Source material:
-- Opening Marker --

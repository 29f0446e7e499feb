use crate::error::{SetupError, TransportError};
use flate2::read::GzDecoder;
use futures_util::StreamExt;
use indicatif::{ProgressBar, ProgressStyle};
use std::fs;
use std::io::{self, Write};
use std::path::{Path, PathBuf};
use tar::Archive;

/// Streams a response body to `local_path` with a progress bar on stderr.
pub async fn download_file(
    response: reqwest::Response,
    url: &str,
    local_path: &Path,
) -> Result<(), TransportError> {
    let filename = local_path
        .file_name()
        .map(|n| n.to_string_lossy().to_string())
        .unwrap_or_else(|| url.to_string());
    tracing::info!("Downloading {}...", filename);

    let total_size = response.content_length().unwrap_or(0);
    let pb = ProgressBar::new(total_size);
    if let Ok(style) = ProgressStyle::default_bar().template(
        "{msg} {spinner:.green} [{elapsed_precise}] [{bar:40.cyan/blue}] {bytes}/{total_bytes} ({eta})",
    ) {
        pb.set_style(style.progress_chars("#>-"));
    }
    pb.set_message(format!("Downloading {}", filename));

    let mut file = fs::File::create(local_path)?;
    let mut downloaded = 0u64;
    let mut stream = response.bytes_stream();

    while let Some(chunk) = stream.next().await {
        let chunk = chunk.map_err(|e| TransportError::Request {
            url: url.to_string(),
            message: e.to_string(),
        })?;
        file.write_all(&chunk)?;
        downloaded += chunk.len() as u64;
        pb.set_position(downloaded);
    }
    file.flush()?;

    pb.finish_with_message("Download complete");
    Ok(())
}

/// File name to save a download under: the last URL segment when it names a
/// known archive, otherwise a generic name with the platform's extension.
pub fn archive_file_name(url: &str, fallback_extension: &str) -> String {
    let last = url
        .split(['?', '#'])
        .next()
        .and_then(|u| u.rsplit('/').next())
        .unwrap_or("");
    if ArchiveFormat::from_path(Path::new(last)).is_some() {
        last.to_string()
    } else {
        format!("java_package.{}", fallback_extension)
    }
}

#[derive(Debug, Clone, Copy, PartialEq, Eq)]
enum ArchiveFormat {
    Zip,
    TarGz,
    TarXz,
}

impl ArchiveFormat {
    fn from_path(path: &Path) -> Option<Self> {
        let name = path.file_name()?.to_string_lossy().to_lowercase();
        if name.ends_with(".zip") {
            Some(ArchiveFormat::Zip)
        } else if name.ends_with(".tar.gz") || name.ends_with(".tgz") {
            Some(ArchiveFormat::TarGz)
        } else if name.ends_with(".tar.xz") {
            Some(ArchiveFormat::TarXz)
        } else {
            None
        }
    }
}

/// Unpacks `archive_path` into `extract_dir` and returns the content root: the
/// archive's single top-level directory if it has one, `extract_dir` otherwise.
pub fn extract_archive(archive_path: &Path, extract_dir: &Path) -> Result<PathBuf, SetupError> {
    let archive_name = archive_path.display().to_string();
    tracing::info!("Extracting Java archive {}...", archive_name);

    let format = ArchiveFormat::from_path(archive_path).ok_or_else(|| {
        SetupError::download_or_extract(&archive_name, "unsupported archive format")
    })?;

    fs::create_dir_all(extract_dir).map_err(|e| SetupError::download_or_extract(&archive_name, e))?;
    match format {
        ArchiveFormat::Zip => extract_zip(archive_path, extract_dir),
        ArchiveFormat::TarGz => extract_tar_gz(archive_path, extract_dir),
        ArchiveFormat::TarXz => extract_tar_xz(archive_path, extract_dir),
    }
    .map_err(|e| SetupError::download_or_extract(&archive_name, e))?;

    content_root(extract_dir).map_err(|e| SetupError::download_or_extract(&archive_name, e))
}

fn extract_zip(archive_path: &Path, extract_dir: &Path) -> anyhow::Result<()> {
    let file = fs::File::open(archive_path)?;
    let mut archive = zip::ZipArchive::new(file)?;

    for i in 0..archive.len() {
        let mut file = archive.by_index(i)?;
        let Some(relative) = file.enclosed_name().map(Path::to_path_buf) else {
            tracing::warn!("Skipping unsafe path in zip: {}", file.name());
            continue;
        };
        let outpath = extract_dir.join(relative);

        if file.is_dir() {
            fs::create_dir_all(&outpath)?;
        } else {
            if let Some(parent) = outpath.parent() {
                fs::create_dir_all(parent)?;
            }
            let mut outfile = fs::File::create(&outpath)?;
            io::copy(&mut file, &mut outfile)?;

            #[cfg(unix)]
            if let Some(mode) = file.unix_mode() {
                use std::os::unix::fs::PermissionsExt;
                fs::set_permissions(&outpath, fs::Permissions::from_mode(mode))?;
            }
        }
    }

    Ok(())
}

fn extract_tar_gz(archive_path: &Path, extract_dir: &Path) -> anyhow::Result<()> {
    let file = fs::File::open(archive_path)?;
    let mut archive = Archive::new(GzDecoder::new(file));
    archive.unpack(extract_dir)?;
    Ok(())
}

fn extract_tar_xz(archive_path: &Path, extract_dir: &Path) -> anyhow::Result<()> {
    let file = fs::File::open(archive_path)?;
    let mut archive = Archive::new(xz2::read::XzDecoder::new(file));
    archive.unpack(extract_dir)?;
    Ok(())
}

fn content_root(extract_dir: &Path) -> io::Result<PathBuf> {
    let entries: Vec<_> = fs::read_dir(extract_dir)?.collect::<Result<_, _>>()?;
    match entries.as_slice() {
        [single] if single.file_type()?.is_dir() => Ok(single.path()),
        _ => Ok(extract_dir.to_path_buf()),
    }
}
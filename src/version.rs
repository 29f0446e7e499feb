//! Normalization of user supplied Java version strings into semver ranges.
//!
//! Accepted input is loose: `8`, `1.8`, `11.x`, `17.0.2`, `14-ea`, or any
//! range expression such as `>=11 <17`. The normalized form is what the rest
//! of the pipeline (cache lookup, catalog narrowing, resolution) works with.

use crate::error::SetupError;
use regex::Regex;
use semver::{Comparator, Op, Version, VersionReq};
use std::fmt;
use std::sync::OnceLock;

const EA_SUFFIX: &str = "-ea";

/// A validated version range.
///
/// Alternatives joined with `||` are kept as separate requirements; a version
/// matches when any alternative matches.
#[derive(Debug, Clone, PartialEq, Eq)]
pub struct VersionSpec {
    raw: String,
    alternatives: Vec<VersionReq>,
}

impl VersionSpec {
    pub fn normalize(input: &str) -> Result<Self, SetupError> {
        let invalid = |reason: &str| SetupError::InvalidVersionSpec {
            input: input.to_string(),
            reason: reason.to_string(),
        };

        let mut version = input.trim().to_string();

        if let Some(rest) = version.strip_prefix("1.") {
            // 1.8 is the legacy spelling of 8
            if rest.is_empty() {
                return Err(invalid("'1.' is not a valid version"));
            }
            version = rest.to_string();
        }

        if let Some(base) = version.strip_suffix(EA_SUFFIX) {
            if !version.contains('.') {
                version = format!("{}.0.0{}", base, EA_SUFFIX);
            }
            // pre-release identifiers never match wildcards, so widen to a lower bound
            if version.starts_with(|c: char| c.is_ascii_digit()) {
                version = format!(">={}", version);
            }
        } else if version.split('.').count() < 3 && !version.ends_with('x') {
            version.push_str(".x");
        }

        let alternatives = parse_range(&version).map_err(|e| invalid(&e))?;
        Ok(Self {
            raw: version,
            alternatives,
        })
    }

    pub fn matches(&self, version: &Version) -> bool {
        self.alternatives.iter().any(|req| req.matches(version))
    }

    /// Matches a version string as published by a catalog or found in the cache.
    /// Strings that are not strict semver never match.
    pub fn matches_str(&self, version: &str) -> bool {
        parse_version(version).is_some_and(|v| self.matches(&v))
    }

    /// The single version this spec pins, when it is written as an exact match.
    pub fn exact_version(&self) -> Option<Version> {
        match self.alternatives.as_slice() {
            [req] => match req.comparators.as_slice() {
                [c] if c.op == Op::Exact => full_version(c),
                _ => None,
            },
            _ => None,
        }
    }

    /// The major version every matching release must have, if there is one.
    pub fn fixed_major(&self) -> Option<u64> {
        let [req] = self.alternatives.as_slice() else {
            return None;
        };
        let mut majors = req.comparators.iter().map(|c| match c.op {
            Op::Exact | Op::Tilde | Op::Wildcard => Some(c.major),
            Op::Caret if c.major > 0 => Some(c.major),
            _ => None,
        });
        let first = majors.next()??;
        majors.all(|m| m == Some(first)).then_some(first)
    }

    /// Whether the range was written against an early-access build.
    pub fn is_prerelease(&self) -> bool {
        self.alternatives
            .iter()
            .flat_map(|req| req.comparators.iter())
            .any(|c| !c.pre.is_empty())
    }

    /// The major of an early-access lower bound such as `>=14.0.0-ea`.
    pub fn early_access_major(&self) -> Option<u64> {
        match self.alternatives.as_slice() {
            [req] => match req.comparators.as_slice() {
                [c] if c.op == Op::GreaterEq && !c.pre.is_empty() => Some(c.major),
                _ => None,
            },
            _ => None,
        }
    }
}

impl fmt::Display for VersionSpec {
    fn fmt(&self, f: &mut fmt::Formatter<'_>) -> fmt::Result {
        f.write_str(&self.raw)
    }
}

fn full_version(c: &Comparator) -> Option<Version> {
    Some(Version {
        major: c.major,
        minor: c.minor?,
        patch: c.patch?,
        pre: c.pre.clone(),
        build: semver::BuildMetadata::EMPTY,
    })
}

/// Parses a node-style range. Comparators may be separated by whitespace, and a
/// bare full version means "exactly this version" rather than cargo's caret.
fn parse_range(expression: &str) -> Result<Vec<VersionReq>, String> {
    expression
        .split("||")
        .map(|alternative| {
            let comparators: Vec<String> = alternative
                .split(|c: char| c.is_whitespace() || c == ',')
                .filter(|token| !token.is_empty())
                .map(to_cargo_comparator)
                .collect();
            if comparators.is_empty() {
                return Err("empty range".to_string());
            }
            VersionReq::parse(&comparators.join(", ")).map_err(|e| e.to_string())
        })
        .collect()
}

fn to_cargo_comparator(token: &str) -> String {
    let token = match token.strip_prefix('v') {
        Some(rest) if rest.starts_with(|c: char| c.is_ascii_digit()) => rest,
        _ => token,
    };
    if let Ok(mut version) = Version::parse(token) {
        version.build = semver::BuildMetadata::EMPTY;
        return format!("={}", version);
    }
    // `<17.x` is `<17` in cargo syntax, which rejects wildcards after an operator
    if token.starts_with(['<', '>', '=', '~', '^']) {
        let mut trimmed = token;
        while let Some(rest) = [".x", ".X", ".*"]
            .iter()
            .find_map(|suffix| trimmed.strip_suffix(suffix))
        {
            trimmed = rest;
        }
        return trimmed.to_string();
    }
    token.to_string()
}

/// Parses a version as published by a vendor, tolerating a leading `v`.
pub fn parse_version(version: &str) -> Option<Version> {
    let version = version.trim();
    Version::parse(version.strip_prefix('v').unwrap_or(version)).ok()
}

/// Drops build metadata, so `11.0.2+9` and `11.0.2` name the same release.
/// Strings that are not strict semver are returned trimmed.
pub fn clean_version(version: &str) -> String {
    match parse_version(version) {
        Some(mut parsed) => {
            parsed.build = semver::BuildMetadata::EMPTY;
            parsed.to_string()
        }
        None => version.trim().to_string(),
    }
}

/// Pulls the first `major[.minor[.patch]]` run out of arbitrary text.
pub fn coerce(text: &str) -> Option<Version> {
    static COERCE: OnceLock<Regex> = OnceLock::new();
    let re = COERCE.get_or_init(|| {
        Regex::new(r"(\d+)(?:\.(\d+))?(?:\.(\d+))?").expect("static regex is valid")
    });

    let caps = re.captures(text)?;
    let part = |i: usize| -> Option<u64> {
        caps.get(i).map_or(Some(0), |m| m.as_str().parse().ok())
    };
    Some(Version::new(part(1)?, part(2)?, part(3)?))
}
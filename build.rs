use std::process::Command;

fn git(args: &[&str]) -> Option<String> {
    Command::new("git")
        .args(args)
        .output()
        .ok()
        .filter(|output| output.status.success())
        .and_then(|output| String::from_utf8(output.stdout).ok())
        .map(|s| s.trim().to_string())
}

fn main() {
    let commit = git(&["rev-parse", "--short", "HEAD"]).unwrap_or_else(|| "unknown".to_string());
    let branch = git(&["branch", "--show-current"])
        .filter(|s| !s.is_empty())
        .unwrap_or_else(|| "unknown".to_string());

    println!("cargo:rustc-env=JDKUP_GIT_COMMIT={}", commit);
    println!("cargo:rustc-env=JDKUP_GIT_BRANCH={}", branch);

    // A release build is one whose HEAD carries a tag
    if let Some(tag) = git(&["tag", "--points-at", "HEAD"]).filter(|s| !s.is_empty()) {
        println!("cargo:rustc-env=JDKUP_GIT_TAG={}", tag);
    }

    println!("cargo:rerun-if-changed=.git/HEAD");
    println!("cargo:rerun-if-changed=.git/refs/");
}
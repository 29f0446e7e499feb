use std::path::PathBuf;
use thiserror::Error;

/// Failure reported by an HTTP transport.
#[derive(Debug, Error)]
pub enum TransportError {
    #[error("{url} returned HTTP {status}")]
    Status { url: String, status: u16 },

    #[error("request to {url} failed: {message}")]
    Request { url: String, message: String },

    #[error("could not decode response from {url}: {message}")]
    Decode { url: String, message: String },

    #[error(transparent)]
    Io(#[from] std::io::Error),
}

impl TransportError {
    /// Catalog APIs answer past the last page with a 404.
    pub fn is_not_found(&self) -> bool {
        matches!(self, TransportError::Status { status: 404, .. })
    }

    /// Whether another attempt has a chance of succeeding.
    pub fn is_transient(&self) -> bool {
        match self {
            TransportError::Status { status, .. } => *status == 429 || *status >= 500,
            TransportError::Request { .. } => true,
            TransportError::Decode { .. } | TransportError::Io(_) => false,
        }
    }
}

#[derive(Debug, Error)]
pub enum SetupError {
    #[error(
        "The version '{input}' is not valid semver notation ({reason}). \
         Use a version such as '11', '1.8', '17.0.2', '11.x' or '14-ea'"
    )]
    InvalidVersionSpec { input: String, reason: String },

    #[error("Unable to query the {distribution} release catalog: {source}")]
    CatalogUnavailable {
        distribution: String,
        #[source]
        source: TransportError,
    },

    #[error("Could not find satisfied version for semver {spec}.{}", available_suffix(.available))]
    NoSatisfyingVersion { spec: String, available: Vec<String> },

    #[error("No binaries were found for version {version} on {os}/{arch}")]
    NoBinaryForPlatform {
        version: String,
        os: String,
        arch: String,
    },

    #[error("Failed to download or extract {target}: {reason}")]
    DownloadOrExtractFailure { target: String, reason: String },

    #[error("Tool cache error at {}: {source}", .path.display())]
    Cache {
        path: PathBuf,
        #[source]
        source: std::io::Error,
    },
}

fn available_suffix(available: &[String]) -> String {
    if available.is_empty() {
        String::new()
    } else {
        format!("\nAvailable versions: {}", available.join(", "))
    }
}

impl SetupError {
    pub fn cache(path: impl Into<PathBuf>, source: std::io::Error) -> Self {
        SetupError::Cache {
            path: path.into(),
            source,
        }
    }

    pub fn download_or_extract(target: impl Into<String>, reason: impl ToString) -> Self {
        SetupError::DownloadOrExtractFailure {
            target: target.into(),
            reason: reason.to_string(),
        }
    }
}
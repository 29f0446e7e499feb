//! Selection of a single release from a catalog listing.
//!
//! The policy is "true maximum": among descriptors whose version satisfies the
//! spec, the highest by semver precedence wins, and equal versions fall back to
//! catalog order. Catalogs may therefore return releases in any order.

use crate::error::SetupError;
use crate::types::ReleaseDescriptor;
use crate::version::{parse_version, VersionSpec};
use semver::Version;
use std::cmp::Ordering;

/// Precedence comparison that ignores build metadata (`11.0.2+9` == `11.0.2+10`).
fn precedence(a: &Version, b: &Version) -> Ordering {
    (a.major, a.minor, a.patch, &a.pre).cmp(&(b.major, b.minor, b.patch, &b.pre))
}

pub fn resolve(
    spec: &VersionSpec,
    releases: &[ReleaseDescriptor],
) -> Result<ReleaseDescriptor, SetupError> {
    let mut best: Option<(Version, &ReleaseDescriptor)> = None;

    for release in releases {
        let Some(version) = parse_version(&release.version) else {
            tracing::debug!("Ignoring release with non-semver version '{}'", release.version);
            continue;
        };
        if !spec.matches(&version) {
            continue;
        }
        let better = match &best {
            Some((current, _)) => precedence(&version, current) == Ordering::Greater,
            None => true,
        };
        if better {
            best = Some((version, release));
        }
    }

    let Some((_, release)) = best else {
        return Err(SetupError::NoSatisfyingVersion {
            spec: spec.to_string(),
            available: releases.iter().map(|r| r.version.clone()).collect(),
        });
    };

    tracing::debug!("Resolved {} to {}", spec, release.version);
    Ok(release.clone())
}

/// Whether `link` can be handed to the downloader.
pub fn is_usable_link(link: &str) -> bool {
    reqwest::Url::parse(link)
        .map(|url| matches!(url.scheme(), "http" | "https") && url.host_str().is_some())
        .unwrap_or(false)
}

/// [`resolve`], followed by a check that the chosen release can be downloaded.
pub fn resolve_downloadable(
    spec: &VersionSpec,
    releases: &[ReleaseDescriptor],
    os: &str,
    arch: &str,
) -> Result<ReleaseDescriptor, SetupError> {
    let release = resolve(spec, releases)?;
    if !is_usable_link(&release.download_link) {
        return Err(SetupError::NoBinaryForPlatform {
            version: release.version,
            os: os.to_string(),
            arch: arch.to_string(),
        });
    }
    Ok(release)
}
//! Vendor release catalogs
//!
//! Each vendor speaks its own HTTP API. Clients decode the vendor's JSON into
//! typed records at this boundary and hand back uniform [`ReleaseDescriptor`]s.
//! Which client is used is decided by [`Distribution`], never by probing.

pub mod adopt;
pub mod zulu;

use crate::error::SetupError;
use crate::transport::Transport;
use crate::types::{Distribution, JdkupSettings, PackageType, ReleaseDescriptor};
use crate::version::VersionSpec;
use async_trait::async_trait;
use serde::de::DeserializeOwned;
use std::sync::Arc;

pub use adopt::AdoptCatalog;
pub use zulu::ZuluCatalog;

/// Filters every catalog query carries, already in the vendor's vocabulary
/// where the vendor has one.
#[derive(Debug, Clone, PartialEq, Eq)]
pub struct CatalogQuery {
    pub os: String,
    pub architecture: String,
    pub bitness: u8,
    pub package_type: PackageType,
    pub archive_extension: String,
}

#[async_trait]
pub trait ReleaseCatalog: Send + Sync {
    fn distribution(&self) -> Distribution;

    /// Releases available for the query's platform. Releases without a binary
    /// for that platform are left out.
    async fn list_releases(
        &self,
        spec: &VersionSpec,
        query: &CatalogQuery,
    ) -> Result<Vec<ReleaseDescriptor>, SetupError>;
}

pub fn for_distribution(
    distribution: Distribution,
    transport: Arc<dyn Transport>,
    settings: &JdkupSettings,
) -> Box<dyn ReleaseCatalog> {
    match distribution {
        Distribution::Adopt => Box::new(AdoptCatalog::new(transport, &settings.adopt_api_url)),
        Distribution::Zulu => Box::new(ZuluCatalog::new(transport, &settings.zulu_api_url)),
    }
}

/// Decodes the items of a JSON array one by one, logging and skipping the ones
/// that do not fit `T`.
pub(crate) fn decode_records<T: DeserializeOwned>(
    distribution: Distribution,
    items: Vec<serde_json::Value>,
) -> Vec<T> {
    items
        .into_iter()
        .filter_map(|item| match serde_json::from_value::<T>(item) {
            Ok(record) => Some(record),
            Err(e) => {
                tracing::warn!("Skipping malformed {} release record: {}", distribution, e);
                None
            }
        })
        .collect()
}

pub(crate) fn build_url(base: &str, path: &str, params: &[(&str, String)]) -> String {
    let base = base.trim_end_matches('/');
    let query = params
        .iter()
        .map(|(k, v)| format!("{}={}", k, v))
        .collect::<Vec<_>>()
        .join("&");
    if query.is_empty() {
        format!("{}{}", base, path)
    } else {
        format!("{}{}?{}", base, path, query)
    }
}

#[cfg(test)]
mod tests {
    use super::*;

    #[test]
    fn test_build_url() {
        assert_eq!(
            build_url(
                "https://api.example.com/v3/",
                "/info/available_releases",
                &[]
            ),
            "https://api.example.com/v3/info/available_releases"
        );
        assert_eq!(
            build_url(
                "https://api.example.com",
                "/bundles/",
                &[("os", "linux".to_string()), ("ext", "tar.gz".to_string())]
            ),
            "https://api.example.com/bundles/?os=linux&ext=tar.gz"
        );
    }

    #[test]
    fn test_decode_records_skips_malformed() {
        #[derive(serde::Deserialize)]
        struct Record {
            id: u64,
        }
        let items = vec![
            serde_json::json!({ "id": 1 }),
            serde_json::json!({ "id": "nope" }),
            serde_json::json!({ "id": 3 }),
        ];
        let decoded: Vec<Record> = decode_records(Distribution::Zulu, items);
        assert_eq!(decoded.iter().map(|r| r.id).collect::<Vec<_>>(), [1, 3]);
    }

    #[test]
    fn test_for_distribution_selects_variant() {
        let transport: Arc<dyn Transport> = Arc::new(crate::transport::stub::StubTransport::new());
        let settings = JdkupSettings::default();
        assert_eq!(
            for_distribution(Distribution::Adopt, transport.clone(), &settings).distribution(),
            Distribution::Adopt
        );
        assert_eq!(
            for_distribution(Distribution::Zulu, transport, &settings).distribution(),
            Distribution::Zulu
        );
    }
}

-- Closing Marker --

Required action: The response must hold only the lines above from the line with "what the rest" through the line with "pub fn matches(&self, version: &Version)", each copied exactly, both ends kept.

Solution below:
//! range expression such as `>=11 <17`. The normalized form is what the rest
//! of the pipeline (cache lookup, catalog narrowing, resolution) works with.

use crate::error::SetupError;
use regex::Regex;
use semver::{Comparator, Op, Version, VersionReq};
use std::fmt;
use std::sync::OnceLock;

const EA_SUFFIX: &str = "-ea";

/// A validated version range.
///
/// Alternatives joined with `||` are kept as separate requirements; a version
/// matches when any alternative matches.
#[derive(Debug, Clone, PartialEq, Eq)]
pub struct VersionSpec {
    raw: String,
    alternatives: Vec<VersionReq>,
}

impl VersionSpec {
    pub fn normalize(input: &str) -> Result<Self, SetupError> {
        let invalid = |reason: &str| SetupError::InvalidVersionSpec {
            input: input.to_string(),
            reason: reason.to_string(),
        };

        let mut version = input.trim().to_string();

        if let Some(rest) = version.strip_prefix("1.") {
            // 1.8 is the legacy spelling of 8
            if rest.is_empty() {
                return Err(invalid("'1.' is not a valid version"));
            }
            version = rest.to_string();
        }

        if let Some(base) = version.strip_suffix(EA_SUFFIX) {
            if !version.contains('.') {
                version = format!("{}.0.0{}", base, EA_SUFFIX);
            }
            // pre-release identifiers never match wildcards, so widen to a lower bound
            if version.starts_with(|c: char| c.is_ascii_digit()) {
                version = format!(">={}", version);
            }
        } else if version.split('.').count() < 3 && !version.ends_with('x') {
            version.push_str(".x");
        }

        let alternatives = parse_range(&version).map_err(|e| invalid(&e))?;
        Ok(Self {
            raw: version,
            alternatives,
        })
    }

    pub fn matches(&self, version: &Version) -> bool {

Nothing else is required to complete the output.